Please copy every line from the records below that contains the string "None".

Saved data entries
------------------------------------------------------------
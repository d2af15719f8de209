use std::sync::Arc;

use async_trait::async_trait;
use tracing::{debug, warn};

use super::{Page, PaginationCursor, Termination};
use crate::backend::{FilteredQueryScan, KeysetQuery, ScanStrategy};
use crate::error::Result;
use crate::metadata::{SegmentRecord, fields};

/// A position in `(ingestion_datetime, index, embedding_id)` order.
///
/// `ingestion_datetime` is compared as the stored string, byte by byte, which
/// is how string-typed backend fields sort and filter. For RFC 3339 UTC
/// timestamps written with a fixed precision this is chronological order.
/// The embedding id breaks ties between segments of different sources
/// ingested at the same time with the same index.
#[derive(Debug, Clone, PartialEq, Eq, PartialOrd, Ord)]
pub struct KeysetBoundary {
    /// Raw `ingestion_datetime` metadata value.
    pub ingestion_datetime: String,
    /// Segment position within its source.
    pub index: i64,
    /// Tiebreaker between otherwise equal positions.
    pub embedding_id: String,
}

impl KeysetBoundary {
    pub fn new(
        ingestion_datetime: impl Into<String>,
        index: i64,
        embedding_id: impl Into<String>,
    ) -> Self {
        Self {
            ingestion_datetime: ingestion_datetime.into(),
            index,
            embedding_id: embedding_id.into(),
        }
    }

    /// The boundary a record sits at, if it carries a datetime and an index.
    pub fn from_record(record: &SegmentRecord) -> Option<Self> {
        let ingestion_datetime = record.metadata.str_field(fields::INGESTION_DATETIME)?;
        let index = record.metadata.int_field(fields::INDEX)?;
        Some(Self { ingestion_datetime, index, embedding_id: record.embedding_id.clone() })
    }

    /// Whether `record` lies strictly after this boundary.
    ///
    /// Records without a datetime or index are never after a boundary.
    pub fn precedes(&self, record: &SegmentRecord) -> bool {
        KeysetBoundary::from_record(record).is_some_and(|other| other > *self)
    }
}

/// Resume point of a [`KeysetCursor`].
#[derive(Debug, Clone, Default, PartialEq, Eq)]
pub struct KeysetState {
    /// Greatest boundary observed so far; `None` before the first page.
    pub boundary: Option<KeysetBoundary>,
    /// Embedding id of the last record of the previous page.
    pub last_seen_id: Option<String>,
}

/// Walks a store whose only read primitive is a filtered similarity query.
///
/// Each page is a zero-vector query with `min_score = 0` restricted to
/// records after the current boundary. The boundary then advances to the
/// greatest `(ingestion_datetime, index, embedding_id)` in the page, so it
/// never moves backwards.
///
/// The scan ends on a short page. A full page whose last record repeats the
/// previous page's last record, or that fails to move the boundary, ends the
/// scan through [`Termination::LivelockGuard`] instead of looping forever.
pub struct KeysetCursor {
    scan: Arc<dyn FilteredQueryScan>,
    collection: String,
    page_size: usize,
    dimensions: usize,
}

impl KeysetCursor {
    pub fn new(
        scan: Arc<dyn FilteredQueryScan>,
        collection: impl Into<String>,
        page_size: usize,
        dimensions: usize,
    ) -> Self {
        Self { scan, collection: collection.into(), page_size, dimensions }
    }

    fn query(&self, after: Option<KeysetBoundary>) -> KeysetQuery {
        KeysetQuery {
            vector: vec![0.0; self.dimensions],
            min_score: 0.0,
            limit: self.page_size,
            after,
        }
    }
}

#[async_trait]
impl PaginationCursor for KeysetCursor {
    type State = KeysetState;

    fn strategy(&self) -> ScanStrategy {
        ScanStrategy::Keyset
    }

    fn initial_state(&self) -> KeysetState {
        KeysetState::default()
    }

    async fn fetch(&self, state: &KeysetState) -> Result<Page<KeysetState>> {
        let records = self.scan.query(&self.collection, &self.query(state.boundary.clone())).await?;

        let page_max = records.iter().filter_map(KeysetBoundary::from_record).max();
        let boundary = match (state.boundary.clone(), page_max) {
            (Some(previous), Some(page_max)) => Some(previous.max(page_max)),
            (previous, page_max) => previous.or(page_max),
        };
        let last_id = records.last().map(|r| r.embedding_id.clone());

        debug!(
            collection = %self.collection,
            records = records.len(),
            boundary = ?boundary,
            "fetched keyset page"
        );

        let termination = if records.len() < self.page_size {
            Some(Termination::Exhausted)
        } else if last_id.is_some() && last_id == state.last_seen_id {
            warn!(
                collection = %self.collection,
                last_id = ?last_id,
                "keyset page repeated the previous page; stopping scan"
            );
            Some(Termination::LivelockGuard)
        } else if boundary == state.boundary {
            warn!(
                collection = %self.collection,
                boundary = ?boundary,
                "keyset page did not advance the boundary; stopping scan"
            );
            Some(Termination::LivelockGuard)
        } else {
            None
        };

        let next_state =
            KeysetState { boundary, last_seen_id: last_id.or_else(|| state.last_seen_id.clone()) };
        Ok(Page { records, next_state, termination })
    }
}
------------------------------------------------------------
* WRITTEN SOLUTION
    /// Greatest boundary observed so far; `None` before the first page.
            None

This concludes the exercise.